Поэты-неотерики искали новые формы, чтобы воспеть щедрого проконсула; и только Цицерон еще рисковал порой напомнить гражданам Рима строчки из Квинта Энния: «Нравами древними держится Рим и доблестью граждан…».
Но ничто не длится вечно: опустошенной, смердящей трупами Галлии стало нечем кормить алчущий Рим. Средства Цезаря таяли, и осталось ему последнее: стравив Помпея с Крассом, самому сделаться популяром, снять золотую пряжку со своей хлены[1] и заговорить с толпой языком Тиберия Гракха.
За полвека до новой эры Цезарь снова перевернул римский мир: богатство переставало быть доблестью; плебеи расправляли плечи, патриции переходили в плебеи, чтобы иметь право избираться народными трибунами и выдвигать популярные законы. В атриях курили благовония богам и возносили хвалы простоте, стоицизму, спартанским добродетелям…
И снова на Рим поползли тучи; триумвират распадался, надвигалась гражданская война. В сумерках становилось опасно, как по ночам, Палатин вымирал; по улицам носились какие-то тени, порой они сходились, и снова звякали мечи, под хриплые возгласы лилась кровь. Но римляне больше не рассматривали голые обезглавленные тела в канавах: помпеянцы ли это или цезарианцы ли – Риму уже стало все равно. Рим разлюбил всех политиков. Рим снова начинал прислушиваться к поэтам.

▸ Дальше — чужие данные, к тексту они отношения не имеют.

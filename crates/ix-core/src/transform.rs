//! Transform service
//!
//! The host scene graph is consumed through [`SceneTransform`]. [`Transform`]
//! is a standalone node (local pose under a fixed parent matrix) used by
//! hosts without their own scene graph and by tests.

use std::sync::Arc;

use glam::{Mat4, Quat, Vec3};
use parking_lot::Mutex;
use serde::{Deserialize, Serialize};

/// World/local pose access for one scene node
pub trait SceneTransform {
    fn world_position(&self) -> Vec3;
    fn set_world_position(&mut self, position: Vec3);
    fn world_rotation(&self) -> Quat;
    fn set_world_rotation(&mut self, rotation: Quat);
    fn world_scale(&self) -> Vec3;
    fn set_world_scale(&mut self, scale: Vec3);

    fn local_position(&self) -> Vec3;
    fn set_local_position(&mut self, position: Vec3);
    fn local_rotation(&self) -> Quat;
    fn set_local_rotation(&mut self, rotation: Quat);
    fn local_scale(&self) -> Vec3;
    fn set_local_scale(&mut self, scale: Vec3);

    /// Composed local-to-world matrix
    fn world_transform(&self) -> Mat4 {
        Mat4::from_scale_rotation_translation(
            self.world_scale(),
            self.world_rotation(),
            self.world_position(),
        )
    }

    /// Composed local matrix
    fn local_transform(&self) -> Mat4 {
        Mat4::from_scale_rotation_translation(
            self.local_scale(),
            self.local_rotation(),
            self.local_position(),
        )
    }
}

/// Shared transform handle
pub type SharedTransform = Arc<Mutex<dyn SceneTransform + Send>>;

/// Position, rotation and scale captured at one instant
#[derive(Debug, Clone, Copy, PartialEq, Serialize, Deserialize)]
pub struct TransformSnapshot {
    pub position: Vec3,
    pub rotation: Quat,
    pub scale: Vec3,
    pub matrix: Mat4,
}

impl Default for TransformSnapshot {
    fn default() -> Self {
        Self::from_parts(Vec3::ZERO, Quat::IDENTITY, Vec3::ONE)
    }
}

impl TransformSnapshot {
    /// Build a snapshot, composing the matrix
    pub fn from_parts(position: Vec3, rotation: Quat, scale: Vec3) -> Self {
        Self {
            position,
            rotation,
            scale,
            matrix: Mat4::from_scale_rotation_translation(scale, rotation, position),
        }
    }

    /// Capture the world pose of a transform
    pub fn world(transform: &dyn SceneTransform) -> Self {
        Self {
            position: transform.world_position(),
            rotation: transform.world_rotation(),
            scale: transform.world_scale(),
            matrix: transform.world_transform(),
        }
    }

    /// Capture the local pose of a transform
    pub fn local(transform: &dyn SceneTransform) -> Self {
        Self {
            position: transform.local_position(),
            rotation: transform.local_rotation(),
            scale: transform.local_scale(),
            matrix: transform.local_transform(),
        }
    }
}

/// A scene node with a local pose under a fixed parent matrix
#[derive(Debug, Clone, PartialEq, Serialize, Deserialize)]
pub struct Transform {
    pub position: Vec3,
    pub rotation: Quat,
    pub scale: Vec3,
    /// Parent local-to-world matrix
    pub parent: Mat4,
}

impl Default for Transform {
    fn default() -> Self {
        Self {
            position: Vec3::ZERO,
            rotation: Quat::IDENTITY,
            scale: Vec3::ONE,
            parent: Mat4::IDENTITY,
        }
    }
}

impl Transform {
    /// Root node at `position`
    pub fn from_position(position: Vec3) -> Self {
        Self {
            position,
            ..Default::default()
        }
    }

    /// Set the local scale
    pub fn with_scale(mut self, scale: Vec3) -> Self {
        self.scale = scale;
        self
    }

    /// Set the local rotation
    pub fn with_rotation(mut self, rotation: Quat) -> Self {
        self.rotation = rotation;
        self
    }

    /// Place the node under a parent matrix
    pub fn with_parent(mut self, parent: Mat4) -> Self {
        self.parent = parent;
        self
    }

    /// Wrap into a shared handle
    pub fn into_shared(self) -> SharedTransform {
        Arc::new(Mutex::new(self))
    }

    fn parent_parts(&self) -> (Vec3, Quat, Vec3) {
        self.parent.to_scale_rotation_translation()
    }
}

impl SceneTransform for Transform {
    fn world_position(&self) -> Vec3 {
        self.parent.transform_point3(self.position)
    }

    fn set_world_position(&mut self, position: Vec3) {
        self.position = self.parent.inverse().transform_point3(position);
    }

    fn world_rotation(&self) -> Quat {
        let (_, parent_rotation, _) = self.parent_parts();
        parent_rotation * self.rotation
    }

    fn set_world_rotation(&mut self, rotation: Quat) {
        let (_, parent_rotation, _) = self.parent_parts();
        self.rotation = (parent_rotation.inverse() * rotation).normalize();
    }

    fn world_scale(&self) -> Vec3 {
        let (parent_scale, _, _) = self.parent_parts();
        parent_scale * self.scale
    }

    fn set_world_scale(&mut self, scale: Vec3) {
        let (parent_scale, _, _) = self.parent_parts();
        self.scale = scale / parent_scale;
    }

    fn local_position(&self) -> Vec3 {
        self.position
    }

    fn set_local_position(&mut self, position: Vec3) {
        self.position = position;
    }

    fn local_rotation(&self) -> Quat {
        self.rotation
    }

    fn set_local_rotation(&mut self, rotation: Quat) {
        self.rotation = rotation;
    }

    fn local_scale(&self) -> Vec3 {
        self.scale
    }

    fn set_local_scale(&mut self, scale: Vec3) {
        self.scale = scale;
    }

    fn world_transform(&self) -> Mat4 {
        self.parent * self.local_transform()
    }
}
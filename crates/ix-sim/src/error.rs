//! Simulation errors

use ix_core::InteractorError;
use ix_manipulation::{ConfigError, ManipulationError};

/// Errors from loading scripts or running a session
#[derive(Debug, Clone, thiserror::Error)]
pub enum SimError {
    #[error("IO error: {0}")]
    Io(String),
    #[error("Serialization error: {0}")]
    Serialize(String),
    #[error("Deserialization error: {0}")]
    Deserialize(String),
    #[error("Invalid script: {0}")]
    Script(String),
    #[error(transparent)]
    Config(#[from] ConfigError),
    #[error(transparent)]
    Manipulation(#[from] ManipulationError),
    #[error(transparent)]
    Interactor(#[from] InteractorError),
}
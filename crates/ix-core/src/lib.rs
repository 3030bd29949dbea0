//! Interaction toolkit core
//!
//! This crate contains the building blocks shared by interaction behaviors:
//! - Interactor: per-frame hand / controller / pointer snapshots
//! - Interactable: hover/trigger/drag state machine with bitmask arbitration
//! - Event: typed publish/subscribe channels
//! - Dispatch: target and bubble-up propagation through a hierarchy
//! - Transform: scene-graph seam and snapshots
//! - Filter: one-euro smoothing for vectors and rotations

pub mod constants;
pub mod dispatch;
pub mod event;
pub mod filter;
mod flags;
pub mod interactable;
pub mod interactor;
pub mod registry;
pub mod scene;
pub mod transform;

pub use constants::*;
pub use dispatch::*;
pub use event::*;
pub use filter::*;
pub use interactable::*;
pub use interactor::*;
pub use registry::*;
pub use scene::*;
pub use transform::*;
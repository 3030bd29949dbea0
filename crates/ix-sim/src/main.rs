//! Headless interaction session runner
//!
//! Drives a scripted hand session through an interactable and its
//! manipulation, logging lifecycle events and the resulting transform.

mod error;
mod runner;
mod script;

use std::path::PathBuf;
use std::process::ExitCode;

use clap::Parser;
use ix_manipulation::ManipulationConfig;

use crate::error::SimError;
use crate::runner::Simulation;
use crate::script::Script;

#[derive(Debug, Parser)]
#[command(name = "ix-sim", version, about = "Run a scripted interaction session")]
struct Args {
    /// Manipulation configuration (RON)
    #[arg(short, long)]
    config: Option<PathBuf>,

    /// Session script (RON); the built-in two-hand demo runs when omitted
    #[arg(short, long)]
    script: Option<PathBuf>,

    /// Write the built-in demo script to this path and exit
    #[arg(long)]
    export_demo: Option<PathBuf>,
}

fn main() -> ExitCode {
    use tracing_subscriber::{layer::SubscriberExt, util::SubscriberInitExt};

    tracing_subscriber::registry()
        .with(
            tracing_subscriber::EnvFilter::try_from_default_env()
                .unwrap_or_else(|_| "ix_sim=info,ix_core=debug,ix_manipulation=debug".into()),
        )
        .with(tracing_subscriber::fmt::layer())
        .init();

    tracing::info!("Starting ix-sim");

    match run(Args::parse()) {
        Ok(()) => ExitCode::SUCCESS,
        Err(e) => {
            tracing::error!("{}", e);
            ExitCode::FAILURE
        }
    }
}

fn run(args: Args) -> Result<(), SimError> {
    if let Some(path) = &args.export_demo {
        Script::two_hand_demo().save(path)?;
        tracing::info!("Demo script written to {}", path.display());
        return Ok(());
    }

    let config = match &args.config {
        Some(path) => {
            tracing::info!("Loading configuration from {}", path.display());
            ManipulationConfig::load(path)?
        }
        None => ManipulationConfig::default(),
    };
    let script = match &args.script {
        Some(path) => Script::load(path)?,
        None => Script::two_hand_demo(),
    };

    let mut simulation = Simulation::new(config)?;
    let report = simulation.run(&script)?;

    let t = report.final_transform;
    tracing::info!(
        "Finished {} frames: {} sessions, {} updates, {} scale limits, {} bubbled",
        report.frames,
        report.stats.sessions,
        report.stats.updates,
        report.stats.scale_limits,
        report.stats.bubbled
    );
    tracing::debug!(
        "{} interactables registered, manipulation {:?}",
        simulation.registered(),
        simulation.manipulation().lock().state()
    );
    tracing::info!(
        "Final transform: position {}, rotation {}, scale {}",
        t.position,
        t.rotation,
        t.scale
    );
    Ok(())
}
//! Interactor snapshots and the input source they come from
//!
//! An interactor is a hand, controller or pointer. The tracking provider
//! refreshes one snapshot per interactor every frame; interaction components
//! only ever read them.

use std::collections::BTreeMap;
use std::sync::Arc;

use glam::{Quat, Vec2, Vec3};
use parking_lot::Mutex;
use serde::{Deserialize, Serialize};

use crate::constants::DEFAULT_MAX_RAYCAST_DISTANCE;
use crate::flags::flag_set;

flag_set! {
    /// Input source bitmask. A single interactor carries exactly one bit;
    /// interactables accumulate several.
    pub struct InteractorInputType: u32 {
        const NONE = 0;
        const LEFT_HAND = 1 << 0;
        const RIGHT_HAND = 1 << 1;
        const MOUSE = 1 << 2;
        const MOBILE = 1 << 3;
        const BOTH_HANDS = (1 << 0) | (1 << 1);
        const ALL = (1 << 0) | (1 << 1) | (1 << 2) | (1 << 3);
    }
}

flag_set! {
    /// Targeting mode bitmask
    pub struct TargetingMode: u32 {
        const NONE = 0;
        /// Physical proximity / touch
        const DIRECT = 1 << 0;
        /// Ray cast from a distance
        const INDIRECT = 1 << 1;
        /// Finger poke
        const POKE = 1 << 2;
        const ALL = (1 << 0) | (1 << 1) | (1 << 2);
    }
}

/// What kind of trigger an interactor is currently holding
#[derive(Debug, Clone, Copy, PartialEq, Eq, Default, Serialize, Deserialize)]
pub enum InteractorTriggerType {
    #[default]
    None,
    Pinch,
    Poke,
    Select,
}

impl InteractorTriggerType {
    /// True for any trigger other than `None`
    pub fn is_active(self) -> bool {
        self != Self::None
    }
}

/// Per-frame interactor state
#[derive(Debug, Clone, PartialEq, Serialize, Deserialize)]
pub struct Interactor {
    pub input_type: InteractorInputType,
    pub active_targeting_mode: TargetingMode,
    /// Ray origin / fingertip position, `None` when not tracked
    pub start_point: Option<Vec3>,
    /// Ray direction (unit length)
    pub direction: Option<Vec3>,
    pub orientation: Option<Quat>,
    /// Distance along the ray to the current target
    pub distance_to_target: Option<f32>,
    pub max_raycast_distance: f32,
    pub current_trigger: InteractorTriggerType,
    pub current_drag_vector: Option<Vec3>,
    pub previous_drag_vector: Option<Vec3>,
    /// Touchpad delta for mobile input this frame
    #[serde(default, skip_serializing_if = "Option::is_none")]
    pub touchpad_drag: Option<Vec2>,
}

impl Interactor {
    /// Create an untracked interactor of the given type
    pub fn new(input_type: InteractorInputType) -> Self {
        Self {
            input_type,
            active_targeting_mode: TargetingMode::NONE,
            start_point: None,
            direction: None,
            orientation: None,
            distance_to_target: None,
            max_raycast_distance: DEFAULT_MAX_RAYCAST_DISTANCE,
            current_trigger: InteractorTriggerType::None,
            current_drag_vector: None,
            previous_drag_vector: None,
            touchpad_drag: None,
        }
    }

    /// Create a direct (near-field) interactor posed at `point`
    pub fn direct(input_type: InteractorInputType, point: Vec3, orientation: Quat) -> Self {
        Self {
            active_targeting_mode: TargetingMode::DIRECT,
            start_point: Some(point),
            direction: Some(orientation * Vec3::NEG_Z),
            orientation: Some(orientation),
            ..Self::new(input_type)
        }
    }

    /// Create an indirect (ray) interactor
    pub fn indirect(
        input_type: InteractorInputType,
        origin: Vec3,
        direction: Vec3,
        distance_to_target: f32,
    ) -> Self {
        let direction = direction.normalize_or_zero();
        Self {
            active_targeting_mode: TargetingMode::INDIRECT,
            start_point: Some(origin),
            direction: Some(direction),
            orientation: Some(Quat::from_rotation_arc(Vec3::NEG_Z, direction)),
            distance_to_target: Some(distance_to_target),
            ..Self::new(input_type)
        }
    }

    /// Set the trigger state
    pub fn with_trigger(mut self, trigger: InteractorTriggerType) -> Self {
        self.current_trigger = trigger;
        self
    }

    /// True when the interactor is holding a trigger
    pub fn is_triggering(&self) -> bool {
        self.current_trigger.is_active()
    }

    /// Point where the ray meets the target, if both are known
    pub fn ray_hit_point(&self) -> Option<Vec3> {
        Some(self.start_point? + self.direction? * self.distance_to_target?)
    }

    /// Advance the drag vectors by one frame: the current vector becomes the
    /// previous one.
    pub fn push_drag_vector(&mut self, drag: Option<Vec3>) {
        self.previous_drag_vector = self.current_drag_vector;
        self.current_drag_vector = drag;
    }
}

/// Source of interactor snapshots, implemented by the tracking provider.
pub trait InteractorSource {
    /// All current interactors whose input type is in `mask`, lowest bit first.
    fn interactors_by_type(&self, mask: InteractorInputType) -> Vec<Interactor>;

    /// A single interactor by its exact input type
    fn interactor(&self, input_type: InteractorInputType) -> Option<Interactor> {
        self.interactors_by_type(input_type)
            .into_iter()
            .find(|i| i.input_type == input_type)
    }
}

/// Shared interactor source handle
pub type SharedInteractorSource = Arc<Mutex<dyn InteractorSource + Send>>;

/// Interactor errors
#[derive(Debug, Clone, thiserror::Error)]
pub enum InteractorError {
    #[error("Interactor must carry exactly one input type bit: {0:?}")]
    NotSingleType(InteractorInputType),
}

/// In-memory interactor source keyed by input type.
///
/// Hosts write the latest snapshots each frame; components read them through
/// [`InteractorSource`].
#[derive(Debug, Clone, Default)]
pub struct InteractorPool {
    interactors: BTreeMap<u32, Interactor>,
}

impl InteractorPool {
    /// Create an empty pool
    pub fn new() -> Self {
        Self::default()
    }

    /// Insert or replace the snapshot for the interactor's input type
    pub fn set(&mut self, interactor: Interactor) -> Result<(), InteractorError> {
        if !interactor.input_type.is_single() {
            return Err(InteractorError::NotSingleType(interactor.input_type));
        }
        self.interactors
            .insert(interactor.input_type.bits(), interactor);
        Ok(())
    }

    /// Remove an interactor (tracking lost)
    pub fn remove(&mut self, input_type: InteractorInputType) -> Option<Interactor> {
        self.interactors.remove(&input_type.bits())
    }

    /// Get a snapshot
    pub fn get(&self, input_type: InteractorInputType) -> Option<&Interactor> {
        self.interactors.get(&input_type.bits())
    }

    /// Get a mutable snapshot
    pub fn get_mut(&mut self, input_type: InteractorInputType) -> Option<&mut Interactor> {
        self.interactors.get_mut(&input_type.bits())
    }

    /// Number of interactors in the pool
    pub fn len(&self) -> usize {
        self.interactors.len()
    }

    /// Check if the pool is empty
    pub fn is_empty(&self) -> bool {
        self.interactors.is_empty()
    }

    /// All interactors, lowest bit first
    pub fn iter(&self) -> impl Iterator<Item = &Interactor> {
        self.interactors.values()
    }
}

impl InteractorSource for InteractorPool {
    fn interactors_by_type(&self, mask: InteractorInputType) -> Vec<Interactor> {
        self.interactors
            .values()
            .filter(|i| mask.intersects(i.input_type))
            .cloned()
            .collect()
    }
}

В борьбе с Цезарем сторонники сенатской республики были уже обречены и готовились приспособиться к поражению, но поэты еще дрались, пуская сатиры и в изъеденных коррупцией приспешников Цезаря, и в непристойно распухших от золота вольноотпущенников Помпея, порой попадая точно – кому в лоб, кому в глаз. Рим гоготал над эпиграммами Цинны, Катона и Корнифиция. Политики теряли терпение: цезарианцы и помпеянцы приложили немало сил, растащив поэтов по триклиниям. Прикормленные поэты сохранили зубы; остальным их повыбивали на темных улицах Рима, и только один все продолжал кусаться и скалиться. Его звали Гай Валерий Катулл.
Он был уже болен, беден, отвергнут семьей, брошен любимой, растерял друзей… Его бранили, осуждали, высмеивали, ему угрожали, на него писали пародии, но Рим знал: пока Катулл пишет, Правда еще порой отверзает в Риме свои уста.
Вообще-то он был лириком и никогда не полез бы в это, если бы не было так тошно.